La crescente importanza degli aspetti elettromagnetici e informatici della potenza militare ha comportato la messa a punto di vere e proprie armi finalizzate non solo a intercettare e localizzare le sorgenti di emissione, ma anche a interferire con i sistemi di comando, controllo, intelligence, comunicazione ecc., dell’avversario, sia per neutralizzarli temporaneamente sia per distruggerli. Nel campo elettromagnetico, si è sviluppato un gran numero di contromisure elettroniche (ECM, Electronic counter measures) volte a disturbare e a neutralizzare le emissioni nemiche (sia comunicazioni, come quelle delle radio, sia non comunicazioni, come quelle dei radar). La difesa da esse viene realizzata con contro-contromisure elettroniche (ECCM), anch’esse sempre più sofisticate. Per le ECM e le ECCM sono impiegate piattaforme terrestri, aeree e navali specializzate.
Nel campo informatico si mettono a punto hacker e virus capaci di distruggere il software dei calcolatori. Circuiti elettronici e banche dati possono poi essere inabilitati da impulsi elettromagnetici. Essi tendono a neutralizzare il sistema di sistemi, su cui si basa la superiorità strategica degli Stati Uniti.

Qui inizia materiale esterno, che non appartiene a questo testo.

use doc_model::PageSize;
use std::collections::HashMap;

/// Native page sizes, filled the first time each page is measured.
///
/// Entries are write-once for the lifetime of a document; `invalidate`
/// is the only way to forget them.
#[derive(Debug, Clone, Default)]
pub struct PageDimensionCache {
    sizes: HashMap<u32, PageSize>,
}

impl PageDimensionCache {
    pub fn new() -> Self {
        Self::default()
    }

    pub fn get(&self, page: u32) -> Option<PageSize> {
        self.sizes.get(&page).copied()
    }

    pub fn contains(&self, page: u32) -> bool {
        self.sizes.contains_key(&page)
    }

    /// Records the size of `page`. Returns `false` if it was already known,
    /// in which case the stored size is kept.
    pub fn insert(&mut self, page: u32, size: PageSize) -> bool {
        if self.sizes.contains_key(&page) {
            return false;
        }

        self.sizes.insert(page, size);
        true
    }

    pub fn invalidate(&mut self) {
        self.sizes.clear();
    }

    pub fn len(&self) -> usize {
        self.sizes.len()
    }

    pub fn is_empty(&self) -> bool {
        self.sizes.is_empty()
    }
}

#[cfg(test)]
mod tests {
    use super::*;

    #[test]
    fn first_measurement_wins() {
        let mut cache = PageDimensionCache::new();

        assert!(cache.insert(1, PageSize::US_LETTER));
        assert!(!cache.insert(1, PageSize::new(10.0, 10.0)));
        assert_eq!(cache.get(1), Some(PageSize::US_LETTER));
        assert_eq!(cache.get(2), None);
    }

    #[test]
    fn invalidate_forgets_everything() {
        let mut cache = PageDimensionCache::new();
        cache.insert(1, PageSize::US_LETTER);
        cache.insert(2, PageSize::new(842.0, 595.0));

        cache.invalidate();
        assert!(cache.is_empty());
        assert!(!cache.contains(2));
    }
}
//! Escape/back handling.
//!
//! A cancel signal fires exactly one of, in order:
//! 1. abort the in-progress drag selection
//! 2. pop one zoom history entry
//! 3. reset a zoom that has no history left
//! 4. leave the current interaction mode

use crate::selection::SelectionController;
use crate::zoom::{StepBack, ZoomController};
use doc_model::Stamp;

#[derive(Debug, Clone, PartialEq, Eq)]
pub enum InteractionMode {
    /// Drag pans while zoomed in; pressing a placed stamp drags it.
    Browse,
    ZoomSelect,
    Highlight,
    PlaceStamp(Stamp),
}

impl InteractionMode {
    pub fn is_browse(&self) -> bool {
        matches!(self, Self::Browse)
    }
}

#[derive(Debug, Clone, Copy, PartialEq, Eq)]
pub enum CancelOutcome {
    SelectionAborted,
    ZoomSteppedBack,
    ZoomReset,
    ModeExited,
    Ignored,
}

pub fn resolve_cancel(
    selection: &mut SelectionController,
    zoom: &mut ZoomController,
    mode: &mut InteractionMode,
) -> CancelOutcome {
    if selection.cancel() {
        return CancelOutcome::SelectionAborted;
    }

    match zoom.step_back() {
        StepBack::Restored => return CancelOutcome::ZoomSteppedBack,
        StepBack::Reset => return CancelOutcome::ZoomReset,
        StepBack::Unchanged => {}
    }

    if !mode.is_browse() {
        *mode = InteractionMode::Browse;
        return CancelOutcome::ModeExited;
    }

    CancelOutcome::Ignored
}

#[cfg(test)]
mod tests {
    use super::*;
    use crate::selection::SelectionKind;
    use crate::transform::PageFrame;
    use doc_model::{PageSize, Point, Rect, Size, ZoomState};

    fn zoomed_twice() -> ZoomController {
        let frame = PageFrame::fitted(Size::new(800.0, 600.0), PageSize::US_LETTER);
        let mut zoom = ZoomController::new();
        zoom.zoom_to_selection(Rect::new(100.0, 100.0, 200.0, 150.0), &frame);
        zoom.zoom_to_selection(Rect::new(100.0, 100.0, 200.0, 150.0), &frame);
        zoom
    }

    #[test]
    fn cancels_fire_one_branch_at_a_time_in_priority_order() {
        let mut selection = SelectionController::new(10.0);
        let mut zoom = zoomed_twice();
        let mut mode = InteractionMode::ZoomSelect;

        selection.begin(SelectionKind::Zoom, Point::new(10.0, 10.0));

        let outcomes: Vec<_> =
            (0..5).map(|_| resolve_cancel(&mut selection, &mut zoom, &mut mode)).collect();

        assert_eq!(
            outcomes,
            vec![
                CancelOutcome::SelectionAborted,
                CancelOutcome::ZoomSteppedBack,
                CancelOutcome::ZoomSteppedBack,
                CancelOutcome::ModeExited,
                CancelOutcome::Ignored,
            ]
        );
        assert_eq!(mode, InteractionMode::Browse);
        assert_eq!(zoom.current(), ZoomState::RESET);
    }

    #[test]
    fn zoom_without_history_resets_before_leaving_mode() {
        let mut selection = SelectionController::new(10.0);
        let mut zoom = ZoomController::new();
        zoom.set_current(ZoomState::new(2.0, 15.0, 0.0));
        let mut mode = InteractionMode::Highlight;

        assert_eq!(resolve_cancel(&mut selection, &mut zoom, &mut mode), CancelOutcome::ZoomReset);
        assert_eq!(mode, InteractionMode::Highlight);
        assert_eq!(resolve_cancel(&mut selection, &mut zoom, &mut mode), CancelOutcome::ModeExited);
    }

    #[test]
    fn aborting_a_drag_leaves_zoom_alone() {
        let mut selection = SelectionController::new(10.0);
        let mut zoom = zoomed_twice();
        let before = zoom.current();
        let mut mode = InteractionMode::ZoomSelect;

        selection.begin(SelectionKind::Zoom, Point::new(0.0, 0.0));
        resolve_cancel(&mut selection, &mut zoom, &mut mode);

        assert_eq!(zoom.current(), before);
        assert_eq!(zoom.history_depth(), 2);
    }
}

Le armi chimiche non hanno registrato significative evoluzioni rispetto al passato. Quelle biologiche, invece, sono in costante sviluppo – nonostante le vigenti limitazioni internazionali – per i rapidissimi progressi della microbiologia e delle biotecnologie. La capacità di produzione di massa di microrganismi e le possibilità di una loro migliore conservazione – con la liofilizzazione e le manipolazioni genetiche – ne facilitano l’impiego anche per attacchi terroristici. La loro efficacia deriva anche dal ritardo esistente fra la contaminazione e il manifestarsi dei primi sintomi. Ciò può determinare un panico incontrollabile, soprattutto in caso di armi biologiche contagiose. Esse hanno una letalità simile a quella delle armi nucleari, ma non richiedono la medesima difficoltà di produzione. Il loro uso da parte dei terroristi rimane però complesso e questi ultimi, almeno finora, hanno preferito impiegare armi ed esplosivi convenzionali.
Le armi non letali o a ridotta letalità comprendono un’ampia gamma di mezzi che possono neutralizzare temporaneamente il personale nemico, senza ucciderlo, o componenti del sistema industriale dell’avversario, senza arrecarvi danni permanenti. Nell’ultimo decennio sono state notevolmente migliorate e continueranno a esserlo, specie per la rilevanza che esse hanno nelle operazioni di supporto della pace. Tra le armi antipersonale vanno ricordati gli ultrasuoni, le colle, le reti, le pallottole di gomma, le bombe abbaglianti e quelle acustiche (impiegate anche nelle operazioni per la liberazione di ostaggi), quelle lacrimogene, utilizzate dalle forze di polizia per il mantenimento dell’ordine pubblico, e così via. Tra quelle che hanno per obiettivo il sistema industriale dell’avversario vanno ricordate le bombe a grafite, impiegate dallaNATO per neutralizzare talune centrali elettriche serbe durante la crisi del Kosovo. Armi non letali possono essere considerati molti dei mezzi impiegati per il mantenimento dell’ordine pubblico e per le operazioni antisommossa, nonché i defolianti, largamente utilizzati nella guerra del Vietnam. Secondo i loro fautori, queste armi consentirebbero operazioni militari umanitarie riducendo il numero delle vittime tra la popolazione civile, consentendo di contrastare operazioni condotte da forze paramilitari, che attaccano proteggendosi con folle di donne e bambini. Il dibattito sulle armi non letali resta però aperto. La loro introduzione in servizio non segna l’inizio di un nuovo tipo di guerra umanitaria, anche perché coloro contro cui saranno impiegate generalmente non ne dispongono e, quindi, reagiranno con armi tradizionali, cioè letali. Secondo taluni esperti, le armi non letali sarebbero addirittura controproducenti. Infatti, esse riducono l’effetto dissuasivo delle armi letali, costringendo alla fine a usare un livello di violenza superiore a quello che sarebbe sufficiente con l’impiego tempestivo di armi da guerra o semplicemente con la minaccia del loro uso. In sostanza, sebbene possano utilmente integrare le armi tradizionali in specifiche situazioni, le armi non letali non possono sostituirle, neppure nelle operazioni di mantenimento della pace.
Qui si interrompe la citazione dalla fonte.